What were the real origins of the great oil crisis of the 1970s? Politics or depletion?

What were the real origins of the great oil crisis of the 1970s? Politics or depletion? 

If you happen to be caught in a boat in a major storm, such as in this image by Hokusai, you’ll surely think you experiencing a major shock. However, it is also true that no storm changes the average water level of the oceans. So, the oil storms of the 1970s were perceived as major shocks, but did they change the average patterns of the world’s oil production? In this post, I argue that they didn’t. Just like a sea wave has to crash on a shore, sooner or later, so oil production had grown so fast in the 1950s and 1960s that it had to crash, sooner or later. And it did. 

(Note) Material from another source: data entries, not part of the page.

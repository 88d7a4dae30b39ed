use tracing::debug;

use crate::{
    commands,
    core::{draw::Drawing, id::ViewId, modal::Modal, state::StateManager, world::Core},
    error::{Error, Result},
    flags::{Options, State},
};

/// Selection and focus along the chain of current children.
pub trait FocusManager {
    /// Make `view` the current child of `group`, or clear the current child.
    ///
    /// The outgoing child loses `FOCUSED` and `SELECTED`, the incoming one
    /// gains `SELECTED` and, if the group is focused, `FOCUSED`.
    fn set_current(&mut self, group: ViewId, view: Option<ViewId>) -> Result<()>;

    /// Keep the current child if it is visible and selectable or modal,
    /// otherwise promote the frontmost visible selectable child.
    fn reset_current(&mut self, group: ViewId) -> Result<()>;

    /// Make a selectable view its owner's current child, moving it to the
    /// front first when it has `TOP_SELECT`.
    fn select(&mut self, view: ViewId) -> Result<()>;

    /// Move focus to `view`, focusing each owner first. A current sibling
    /// with `VALIDATE` may refuse to give up focus. Returns whether focus
    /// arrived.
    fn focus(&mut self, view: ViewId) -> Result<bool>;

    /// The next visible, enabled, selectable sibling of the current child
    /// in Z-order, wrapping around.
    fn find_next(&self, group: ViewId, forwards: bool) -> Result<Option<ViewId>>;

    /// Select the next candidate after the current child.
    fn select_next(&mut self, group: ViewId, forwards: bool) -> Result<()>;

    /// Focus the next candidate after the current child. Returns whether
    /// focus arrived.
    fn focus_next(&mut self, group: ViewId, forwards: bool) -> Result<bool>;

    /// Views with `FOCUSED`, from the root down along current children.
    fn focus_chain(&self) -> Vec<ViewId>;

    /// The deepest focused view.
    fn focused(&self) -> Option<ViewId>;
}

impl FocusManager for Core {
    fn set_current(&mut self, group: ViewId, view: Option<ViewId>) -> Result<()> {
        let old = self.group_ref(group)?.current;
        if old == view {
            return Ok(());
        }
        if let Some(v) = view
            && !self.is_child(group, v)
        {
            return Err(Error::NotAChild { group, view: v });
        }
        debug!(group = ?group, from = ?old, to = ?view, "set_current");
        let focused = self.get_state(group, State::FOCUSED);
        self.locked(group, |core| {
            if let Some(o) = old.filter(|o| core.contains(*o)) {
                if focused {
                    core.set_state(o, State::FOCUSED, false)?;
                }
                core.set_state(o, State::SELECTED, false)?;
            }
            core.group_mut(group)?.current = view;
            if let Some(v) = view {
                core.set_state(v, State::SELECTED, true)?;
                if focused {
                    core.set_state(v, State::FOCUSED, true)?;
                }
            }
            Ok(())
        })
    }

    fn reset_current(&mut self, group: ViewId) -> Result<()> {
        let keep = self.group_ref(group)?.current.is_some_and(|c| {
            self.node(c).is_some_and(|n| {
                n.state.contains(State::MODAL)
                    || (n.state.contains(State::VISIBLE)
                        && n.options.contains(Options::SELECTABLE))
            })
        });
        if keep {
            return Ok(());
        }
        let next = self.first_match(group, State::VISIBLE, Options::SELECTABLE)?;
        self.set_current(group, next)
    }

    fn select(&mut self, view: ViewId) -> Result<()> {
        let node = self.node_ref(view)?;
        if !node.options.contains(Options::SELECTABLE) {
            return Ok(());
        }
        let top = node.options.contains(Options::TOP_SELECT);
        let Some(owner) = node.owner else {
            return Ok(());
        };
        if top {
            self.make_first(view)?;
        }
        self.set_current(owner, Some(view))
    }

    fn focus(&mut self, view: ViewId) -> Result<bool> {
        let node = self.node_ref(view)?;
        if node.state.intersects(State::SELECTED | State::MODAL) {
            return Ok(true);
        }
        let Some(owner) = node.owner else {
            return Ok(true);
        };
        if !self.focus(owner)? {
            return Ok(false);
        }
        if let Some(current) = self.node_ref(owner)?.current()
            && self.node_ref(current)?.options.contains(Options::VALIDATE)
            && !self.valid(current, commands::RELEASED_FOCUS)?
        {
            debug!(view = ?current, "focus release refused");
            return Ok(false);
        }
        self.select(view)?;
        Ok(true)
    }

    fn find_next(&self, group: ViewId, forwards: bool) -> Result<Option<ViewId>> {
        let kids = self.children(group)?;
        if kids.is_empty() {
            return Ok(None);
        }
        let n = kids.len();
        let start = self
            .group_ref(group)?
            .current
            .and_then(|c| kids.iter().position(|k| *k == c));
        let candidate = |id: &ViewId| {
            self.node(*id).is_some_and(|node| {
                node.state & (State::VISIBLE | State::DISABLED) == State::VISIBLE
                    && node.options.contains(Options::SELECTABLE)
            })
        };
        let order: Vec<usize> = match start {
            Some(s) if forwards => (1..n).map(|i| (s + i) % n).collect(),
            Some(s) => (1..n).map(|i| (s + n - i) % n).collect(),
            None if forwards => (0..n).collect(),
            None => (0..n).rev().collect(),
        };
        Ok(order.into_iter().map(|i| kids[i]).find(candidate))
    }

    fn select_next(&mut self, group: ViewId, forwards: bool) -> Result<()> {
        match self.find_next(group, forwards)? {
            Some(v) => self.select(v),
            None => Ok(()),
        }
    }

    fn focus_next(&mut self, group: ViewId, forwards: bool) -> Result<bool> {
        match self.find_next(group, forwards)? {
            Some(v) => self.focus(v),
            None => Ok(true),
        }
    }

    fn focus_chain(&self) -> Vec<ViewId> {
        let mut out = Vec::new();
        let mut cur = Some(self.root);
        while let Some(v) = cur {
            let Some(node) = self.node(v) else { break };
            if !node.state.contains(State::FOCUSED) {
                break;
            }
            out.push(v);
            cur = node.current();
        }
        out
    }

    fn focused(&self) -> Option<ViewId> {
        self.focus_chain().last().copied()
    }
}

The oil crisis that started in the early 1970s is still widely remembered today and much of the interest in the vagaries of the present oil market is derived from a comparison with the events of that time. Yet, it may also be that the crisis was widely misunderstood while it was taking place and that it remains misunderstood even today; often reduced to the work of a small group of evil Arab sheikhs, perhaps the ancestors of today’s Daesh. But, as it often happens, every question may have an explanation that is simple, obvious, and totally wrong.

Last week, there was a meeting at the University of Venice, Italy, dedicated to this issue: what were the origins of the oil shock and of the countershock of nearly half a century ago? The conference collected for two days experts in subjects such as political science, economics, communication science, history, and more and I won’t even try to summarize for you all what was said.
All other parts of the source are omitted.